Aim of the task: In the material below, the lines from the one containing "manager.activate(2).unwrap();" through the one containing "let dumped = serde_json::to_value(manager.get_all()).unwrap();" are to be given again exactly, ends included, and no others.

Supplied records:
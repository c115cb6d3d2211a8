//! The pub-sub lifecycle state machine.

use std::sync::Arc;

use bytes::Bytes;
use parking_lot::RwLock;
use tokio::sync::{broadcast, Mutex, MutexGuard};

use crate::config::{BusyPolicy, HandlerConfig};
use crate::error::{Error, Result, TransportError};
use crate::event::{EventBus, EventKind, EventSink, LifecycleEvent, ListenerId};
use crate::mode::Mode;
use crate::state::SessionState;
use crate::transport::PubSubTransport;

/// Drives a [`PubSubTransport`] through the connect/subscribe/publish lifecycle.
///
/// Every transition takes the transition lock, re-checks its guards against
/// the current state, runs the transport hook, and only then records the new
/// state and emits the matching event. While a hook is in flight the state
/// still reads as it was before the transition started.
///
/// Overlapping transitions are queued or rejected according to
/// [`HandlerConfig::busy_policy`].
pub struct PubSubHandler<T> {
    mode: Mode,
    state: RwLock<SessionState>,
    transport: Mutex<T>,
    events: Arc<EventBus>,
    config: HandlerConfig,
}

impl<T: PubSubTransport> PubSubHandler<T> {
    /// Create a handler with default configuration.
    pub fn new(mode: Mode, transport: T) -> Self {
        Self::with_config(mode, transport, HandlerConfig::default())
    }

    /// Create a handler with the given configuration.
    pub fn with_config(mode: Mode, mut transport: T, config: HandlerConfig) -> Self {
        let events = Arc::new(EventBus::new(config.event_capacity));
        transport.attach(EventSink::new(Arc::clone(&events)));

        Self {
            mode,
            state: RwLock::new(SessionState::Disconnected),
            transport: Mutex::new(transport),
            events,
            config,
        }
    }

    /// Start building a handler from loosely typed parts.
    pub fn builder() -> HandlerBuilder<T> {
        HandlerBuilder::new()
    }

    /// Connect the transport. No-op if already connected.
    pub async fn connect(&self) -> Result<()> {
        let mut transport = self.begin("connect").await?;
        if self.is_connected() {
            return Ok(());
        }

        Self::run_hook("connect", transport.connect().await)?;
        self.finish(SessionState::Connected, LifecycleEvent::Connected);
        Ok(())
    }

    /// Disconnect the transport. No-op if not connected.
    pub async fn disconnect(&self) -> Result<()> {
        let mut transport = self.begin("disconnect").await?;
        if !self.is_connected() {
            return Ok(());
        }

        Self::run_hook("disconnect", transport.disconnect().await)?;
        self.finish(SessionState::Disconnected, LifecycleEvent::Disconnected);
        Ok(())
    }

    /// Subscribe to `channel`.
    pub async fn subscribe(&self, channel: &str) -> Result<()> {
        let mut transport = self.begin("subscribe").await?;
        self.check_subscribe()?;

        Self::run_hook("subscribe", transport.subscribe(channel).await)?;
        self.finish(
            SessionState::Subscribed,
            LifecycleEvent::Subscribed {
                channel: channel.to_string(),
            },
        );
        Ok(())
    }

    /// Unsubscribe from `channel`.
    ///
    /// The session state drops to disconnected afterwards; call
    /// [`connect`](Self::connect) again before the next subscribe or publish.
    pub async fn unsubscribe(&self, channel: &str) -> Result<()> {
        let mut transport = self.begin("unsubscribe").await?;
        self.check_subscribe()?;

        Self::run_hook("unsubscribe", transport.unsubscribe(channel).await)?;
        self.finish(
            SessionState::Disconnected,
            LifecycleEvent::Unsubscribed {
                channel: channel.to_string(),
            },
        );
        Ok(())
    }

    /// Publish `message` on `channel`. The state is left unchanged.
    pub async fn publish(&self, channel: &str, message: impl Into<Bytes>) -> Result<()> {
        let message = message.into();
        let mut transport = self.begin("publish").await?;
        if !self.is_connected() {
            return Err(Error::NotConnected);
        }
        if !self.can_publish() {
            return Err(Error::CannotPublish(self.mode));
        }

        Self::run_hook("publish", transport.publish(channel, message.clone()).await)?;
        self.events.emit(LifecycleEvent::Published {
            channel: channel.to_string(),
            message,
        });
        Ok(())
    }

    /// Lock the transport, consuming the handler's busy policy.
    async fn begin(&self, operation: &'static str) -> Result<MutexGuard<'_, T>> {
        match self.config.busy_policy {
            BusyPolicy::Queue => Ok(self.transport.lock().await),
            BusyPolicy::Reject => self.transport.try_lock().map_err(|_| {
                tracing::warn!(operation, mode = %self.mode, "transition rejected while busy");
                Error::Busy
            }),
        }
    }

    fn check_subscribe(&self) -> Result<()> {
        if !self.is_connected() {
            return Err(Error::NotConnected);
        }
        if !self.can_subscribe() {
            return Err(Error::CannotSubscribe(self.mode));
        }
        Ok(())
    }

    fn run_hook(
        operation: &'static str,
        result: std::result::Result<(), TransportError>,
    ) -> Result<()> {
        result.map_err(|e| {
            tracing::warn!(operation, error = %e, "transport hook failed");
            Error::Transport(e)
        })
    }

    fn finish(&self, next: SessionState, event: LifecycleEvent) {
        let previous = std::mem::replace(&mut *self.state.write(), next);
        tracing::debug!(mode = %self.mode, from = %previous, to = %next, "state changed");
        self.events.emit(event);
    }
}

impl<T> PubSubHandler<T> {
    /// The handler's fixed mode.
    pub fn mode(&self) -> Mode {
        self.mode
    }

    /// The current session state.
    pub fn state(&self) -> SessionState {
        *self.state.read()
    }

    /// Check if the session is at least connected.
    pub fn is_connected(&self) -> bool {
        self.state().is_connected()
    }

    /// Check if the session is subscribed.
    pub fn is_subscribed(&self) -> bool {
        self.state() == SessionState::Subscribed
    }

    /// Check if the mode permits subscribing.
    pub fn can_subscribe(&self) -> bool {
        self.mode.can_subscribe()
    }

    /// Check if the mode permits publishing.
    pub fn can_publish(&self) -> bool {
        self.mode.can_publish()
    }

    /// The handler configuration.
    pub fn config(&self) -> &HandlerConfig {
        &self.config
    }

    /// Register a listener for every event of `kind`.
    pub fn on<F>(&self, kind: EventKind, callback: F) -> ListenerId
    where
        F: Fn(&LifecycleEvent) + Send + Sync + 'static,
    {
        self.events.on(kind, callback)
    }

    /// Register a listener for the next event of `kind`.
    pub fn once<F>(&self, kind: EventKind, callback: F) -> ListenerId
    where
        F: Fn(&LifecycleEvent) + Send + Sync + 'static,
    {
        self.events.once(kind, callback)
    }

    /// Remove a listener.
    pub fn off(&self, id: ListenerId) -> bool {
        self.events.off(id)
    }

    /// Number of listeners registered for `kind`.
    pub fn listener_count(&self, kind: EventKind) -> usize {
        self.events.listener_count(kind)
    }

    /// Open a receiver for events emitted from now on.
    pub fn events(&self) -> broadcast::Receiver<LifecycleEvent> {
        self.events.subscribe()
    }

    /// Access the transport, waiting for any in-flight transition.
    pub async fn transport(&self) -> MutexGuard<'_, T> {
        self.transport.lock().await
    }

    /// Consume the handler and return its transport.
    pub fn into_transport(self) -> T {
        self.transport.into_inner()
    }
}

impl<T> std::fmt::Debug for PubSubHandler<T> {
    fn fmt(&self, f: &mut std::fmt::Formatter<'_>) -> std::fmt::Result {
        f.debug_struct("PubSubHandler")
            .field("mode", &self.mode)
            .field("state", &self.state())
            .field("config", &self.config)
            .finish()
    }
}

/// Builder for handlers whose mode arrives as a raw code.
pub struct HandlerBuilder<T> {
    mode: Option<u8>,
    transport: Option<T>,
    config: HandlerConfig,
}

impl<T: PubSubTransport> HandlerBuilder<T> {
    /// Create an empty builder.
    pub fn new() -> Self {
        Self {
            mode: None,
            transport: None,
            config: HandlerConfig::default(),
        }
    }

    /// Set the mode.
    pub fn mode(mut self, mode: Mode) -> Self {
        self.mode = Some(mode.code());
        self
    }

    /// Set the mode from its numeric code. Checked in [`build`](Self::build).
    pub fn mode_code(mut self, code: u8) -> Self {
        self.mode = Some(code);
        self
    }

    /// Set the transport the handler will drive.
    pub fn transport(mut self, transport: T) -> Self {
        self.transport = Some(transport);
        self
    }

    /// Set the handler configuration.
    pub fn config(mut self, config: HandlerConfig) -> Self {
        self.config = config;
        self
    }

    /// Build the handler.
    ///
    /// Fails with [`Error::AbstractInstantiation`] when no transport was
    /// given, and with [`Error::InvalidMode`] when the mode is missing or
    /// unrecognized.
    pub fn build(self) -> Result<PubSubHandler<T>> {
        let transport = self.transport.ok_or(Error::AbstractInstantiation)?;
        let code = self
            .mode
            .ok_or_else(|| Error::InvalidMode("no mode given".to_string()))?;
        let mode = Mode::try_from(code)?;

        Ok(PubSubHandler::with_config(mode, transport, self.config))
    }
}

impl<T: PubSubTransport> Default for HandlerBuilder<T> {
    fn default() -> Self {
        Self::new()
    }
}
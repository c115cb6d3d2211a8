//! Frozen snapshots and ordered-slice helpers.
//!
//! A [`Snapshot`] is an independent copy of a value that only ever hands out
//! shared references. Containers in this crate store snapshots and return
//! clones of them, so callers can hold on to what they read without being
//! able to reach back into container state.

use std::cmp::Ordering;
use std::fmt;
use std::ops::Deref;
use std::sync::Arc;

use serde::{Deserialize, Deserializer, Serialize, Serializer};

/// An immutable, independent copy of a value.
///
/// Cloning a snapshot is cheap: clones share the same allocation. There is no
/// way to obtain `&mut T` from a snapshot; use [`Snapshot::into_inner`] to get
/// an owned copy that can be edited and re-submitted.
///
/// ```compile_fail
/// use tessera_core::Snapshot;
///
/// let snapshot = Snapshot::new(vec![1]);
/// snapshot.push(2);
/// ```
///
/// ```compile_fail
/// use tessera_core::Snapshot;
///
/// let mut snapshot = Snapshot::new(String::from("frozen"));
/// snapshot.push_str(" no more");
/// ```
pub struct Snapshot<T>(Arc<T>);

impl<T> Snapshot<T> {
    /// Freeze an owned value.
    pub fn new(value: T) -> Self {
        Self(Arc::new(value))
    }

    /// Check whether two snapshots share the same allocation.
    pub fn ptr_eq(a: &Self, b: &Self) -> bool {
        Arc::ptr_eq(&a.0, &b.0)
    }
}

impl<T: Clone> Snapshot<T> {
    /// Freeze a copy of a borrowed value.
    ///
    /// The copy is as deep as `T::clone`. Later changes to `value` do not show
    /// up in the snapshot unless `T` shares state through fields such as
    /// `Arc<Mutex<_>>` or `Rc<RefCell<_>>`.
    pub fn capture(value: &T) -> Self {
        Self::new(value.clone())
    }

    /// Take an owned copy of the frozen value.
    pub fn into_inner(self) -> T {
        Arc::try_unwrap(self.0).unwrap_or_else(|shared| (*shared).clone())
    }

    /// Build a new snapshot from a private copy of this one with `edit` applied.
    ///
    /// Existing clones of `self` keep observing the old value.
    pub(crate) fn rebuild(&self, edit: impl FnOnce(&mut T)) -> Self {
        let mut value = (*self.0).clone();
        edit(&mut value);
        Self::new(value)
    }
}

impl<T> Clone for Snapshot<T> {
    fn clone(&self) -> Self {
        Self(Arc::clone(&self.0))
    }
}

impl<T> Deref for Snapshot<T> {
    type Target = T;

    fn deref(&self) -> &T {
        &self.0
    }
}

impl<T> AsRef<T> for Snapshot<T> {
    fn as_ref(&self) -> &T {
        &self.0
    }
}

impl<T> From<T> for Snapshot<T> {
    fn from(value: T) -> Self {
        Self::new(value)
    }
}

impl<T: fmt::Debug> fmt::Debug for Snapshot<T> {
    fn fmt(&self, f: &mut fmt::Formatter<'_>) -> fmt::Result {
        f.debug_tuple("Snapshot").field(&*self.0).finish()
    }
}

impl<T: fmt::Display> fmt::Display for Snapshot<T> {
    fn fmt(&self, f: &mut fmt::Formatter<'_>) -> fmt::Result {
        self.0.fmt(f)
    }
}

impl<T: PartialEq> PartialEq for Snapshot<T> {
    fn eq(&self, other: &Self) -> bool {
        *self.0 == *other.0
    }
}

impl<T: Eq> Eq for Snapshot<T> {}

impl<T: PartialEq> PartialEq<T> for Snapshot<T> {
    fn eq(&self, other: &T) -> bool {
        *self.0 == *other
    }
}

impl<T: Serialize> Serialize for Snapshot<T> {
    fn serialize<S: Serializer>(&self, serializer: S) -> Result<S::Ok, S::Error> {
        self.0.serialize(serializer)
    }
}

impl<'de, T: Deserialize<'de>> Deserialize<'de> for Snapshot<T> {
    fn deserialize<D: Deserializer<'de>>(deserializer: D) -> Result<Self, D::Error> {
        T::deserialize(deserializer).map(Snapshot::new)
    }
}

/// Find the index at which a candidate belongs in a sorted slice.
///
/// `compare` orders each probe element against the candidate. The result is
/// the first index whose element is not less than the candidate, so an equal
/// element, if present, sits exactly at the returned index.
pub fn insertion_index<T, F>(items: &[T], mut compare: F) -> usize
where
    F: FnMut(&T) -> Ordering,
{
    items.partition_point(|probe| compare(probe) == Ordering::Less)
}

/// Binary-search a slice sorted by `key_fn` for `key`.
pub fn find_index<T, K, F>(items: &[T], key: &K, key_fn: F) -> Option<usize>
where
    K: Ord,
    F: FnMut(&T) -> K,
{
    items.binary_search_by_key(key, key_fn).ok()
}
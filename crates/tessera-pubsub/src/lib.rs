//! Tessera PubSub - Capability-gated publish/subscribe client lifecycle.
//!
//! A [`PubSubHandler`] owns a [`PubSubTransport`] and moves it through the
//! connect/subscribe/publish lifecycle, refusing operations its [`Mode`]
//! does not allow and emitting a [`LifecycleEvent`] after every completed
//! transition.
//!
//! # Quick Start
//!
//! ```ignore
//! use tessera_pubsub::{MemoryBroker, Mode, PubSubHandler};
//!
//! #[tokio::main]
//! async fn main() -> Result<(), tessera_pubsub::Error> {
//!     let broker = MemoryBroker::new();
//!     let handler = PubSubHandler::new(Mode::Dual, broker.transport());
//!
//!     handler.connect().await?;
//!     handler.subscribe("alerts").await?;
//!     handler.publish("alerts", "disk almost full").await?;
//!     handler.disconnect().await?;
//!     Ok(())
//! }
//! ```

pub mod config;
pub mod error;
pub mod event;
pub mod handler;
pub mod memory;
pub mod mode;
pub mod state;
pub mod transport;

pub use config::{BusyPolicy, HandlerConfig};
pub use error::{Error, Result, TransportError};
pub use event::{EventBus, EventKind, EventSink, LifecycleEvent, ListenerId};
pub use handler::{HandlerBuilder, PubSubHandler};
pub use memory::{MemoryBroker, MemoryTransport};
pub use mode::Mode;
pub use state::SessionState;
pub use transport::PubSubTransport;

/// Re-export for transport implementors.
pub use async_trait::async_trait;
pub use bytes::Bytes;
//! Property tests for catalog ordering and the single-active config rule.

use std::collections::BTreeSet;

use proptest::prelude::*;
use serde::{Deserialize, Serialize};
use tessera_core::{Catalog, ConfigManager, ConfigStatus, Entity, Error, Versioned};

#[derive(Debug, Clone, PartialEq, Serialize, Deserialize)]
struct Venue {
    id: i64,
    name: String,
}

impl Entity for Venue {
    fn id(&self) -> i64 {
        self.id
    }
}

#[derive(Debug, Clone, PartialEq, Serialize, Deserialize)]
struct RateLimits {
    version: i64,
    status: ConfigStatus,
    per_minute: u32,
}

impl Versioned for RateLimits {
    fn version(&self) -> i64 {
        self.version
    }

    fn status(&self) -> ConfigStatus {
        self.status
    }

    fn set_status(&mut self, status: ConfigStatus) {
        self.status = status;
    }
}

#[derive(Debug, Clone)]
enum CatalogOp {
    Insert(i64),
    Update(i64),
    Remove(i64),
}

fn catalog_op() -> impl Strategy<Value = CatalogOp> {
    prop_oneof![
        (1i64..40).prop_map(CatalogOp::Insert),
        (1i64..40).prop_map(CatalogOp::Update),
        (1i64..40).prop_map(CatalogOp::Remove),
    ]
}

#[derive(Debug, Clone)]
enum ConfigOp {
    Add(i64, bool),
    Update(i64, bool, u32),
    Activate(i64),
    Remove(i64),
    Deactivate,
}

fn config_op() -> impl Strategy<Value = ConfigOp> {
    prop_oneof![
        (0i64..8, any::<bool>()).prop_map(|(v, a)| ConfigOp::Add(v, a)),
        (0i64..8, any::<bool>(), 0u32..100).prop_map(|(v, a, n)| ConfigOp::Update(v, a, n)),
        (0i64..8).prop_map(ConfigOp::Activate),
        (0i64..8).prop_map(ConfigOp::Remove),
        Just(ConfigOp::Deactivate),
    ]
}

fn status(active: bool) -> ConfigStatus {
    if active {
        ConfigStatus::Active
    } else {
        ConfigStatus::Inactive
    }
}

proptest! {
    #![proptest_config(ProptestConfig { cases: 128, .. ProptestConfig::default() })]

    #[test]
    fn catalog_stays_sorted_and_unique(ops in prop::collection::vec(catalog_op(), 1..80)) {
        let mut catalog = Catalog::new();
        let mut model = BTreeSet::new();

        for op in ops {
            match op {
                CatalogOp::Insert(id) => {
                    let result = catalog.insert(&Venue { id, name: format!("v{id}") });
                    if model.insert(id) {
                        prop_assert!(result.is_ok());
                    } else {
                        prop_assert_eq!(result.unwrap_err(), Error::DuplicateIdentity(id));
                    }
                }
                CatalogOp::Update(id) => {
                    let result = catalog.update(&Venue { id, name: "renamed".to_string() });
                    if model.contains(&id) {
                        prop_assert!(result.is_ok());
                    } else {
                        prop_assert_eq!(result.unwrap_err(), Error::IdentityNotFound(id));
                    }
                }
                CatalogOp::Remove(id) => {
                    let removed = catalog.remove(id).unwrap();
                    prop_assert_eq!(removed.is_some(), model.remove(&id));
                }
            }

            let ids = catalog.ids();
            prop_assert!(ids.windows(2).all(|pair| pair[0] < pair[1]));
            prop_assert_eq!(ids, model.iter().copied().collect::<Vec<_>>());
            prop_assert_eq!(catalog.len(), model.len());
        }
    }

    #[test]
    fn config_has_at_most_one_active(ops in prop::collection::vec(config_op(), 1..80)) {
        let mut manager = ConfigManager::new();

        for op in ops {
            let size_before = manager.len();
            let active_before = manager.active_version();

            let failed = match op {
                ConfigOp::Add(version, active) => manager
                    .add(&RateLimits { version, status: status(active), per_minute: 10 })
                    .is_err(),
                ConfigOp::Update(version, active, per_minute) => manager
                    .update(&RateLimits { version, status: status(active), per_minute })
                    .is_err(),
                ConfigOp::Activate(version) => manager.activate(version).is_err(),
                ConfigOp::Remove(version) => manager.remove(version).is_err(),
                ConfigOp::Deactivate => {
                    manager.deactivate();
                    false
                }
            };

            if failed {
                prop_assert_eq!(manager.len(), size_before);
                prop_assert_eq!(manager.active_version(), active_before);
            }

            let active: Vec<i64> = manager
                .get_all()
                .iter()
                .filter(|c| c.status.is_active())
                .map(|c| c.version)
                .collect();
            prop_assert!(active.len() <= 1);
            prop_assert_eq!(active.first().copied(), manager.active_version());
        }
    }
}

#[test]
fn test_records_loaded_from_json() {
    let raw = r#"[
        {"version": 1, "status": 1, "per_minute": 60},
        {"version": 2, "status": 0, "per_minute": 120}
    ]"#;
    let records: Vec<RateLimits> = serde_json::from_str(raw).unwrap();

    let mut manager = ConfigManager::new();
    for record in &records {
        manager.add(record).unwrap();
    }
    manager.activate(2).unwrap();

    let active = manager.active().unwrap();
    assert_eq!(active.per_minute, 120);
    assert_eq!(
        manager.get(1).unwrap().unwrap().status,
        ConfigStatus::Inactive
    );

    let dumped = serde_json::to_value(manager.get_all()).unwrap();
    assert_eq!(dumped[0]["status"], 0);
    assert_eq!(dumped[1]["status"], 1);
}

#[test]
fn test_unknown_status_code_rejected() {
    let raw = r#"{"version": 1, "status": 7, "per_minute": 60}"#;
    assert!(serde_json::from_str::<RateLimits>(raw).is_err());
}

#[test]
fn test_catalog_lifecycle() {
    let mut catalog = Catalog::new();
    assert!(catalog.find_by_id(5).unwrap().is_none());

    let mut venue = Venue {
        id: 5,
        name: "Crocodile".to_string(),
    };
    catalog.insert(&venue).unwrap();
    venue.name.clear();

    assert_eq!(catalog.find_by_id(5).unwrap().unwrap().name, "Crocodile");
    assert_eq!(
        catalog.insert(&venue).unwrap_err(),
        Error::DuplicateIdentity(5)
    );

    catalog.remove(5).unwrap();
    assert!(catalog.find_by_id(5).unwrap().is_none());
}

Exercise output:
    manager.activate(2).unwrap();

    let active = manager.active().unwrap();
    assert_eq!(active.per_minute, 120);
    assert_eq!(
        manager.get(1).unwrap().unwrap().status,
        ConfigStatus::Inactive
    );

    let dumped = serde_json::to_value(manager.get_all()).unwrap();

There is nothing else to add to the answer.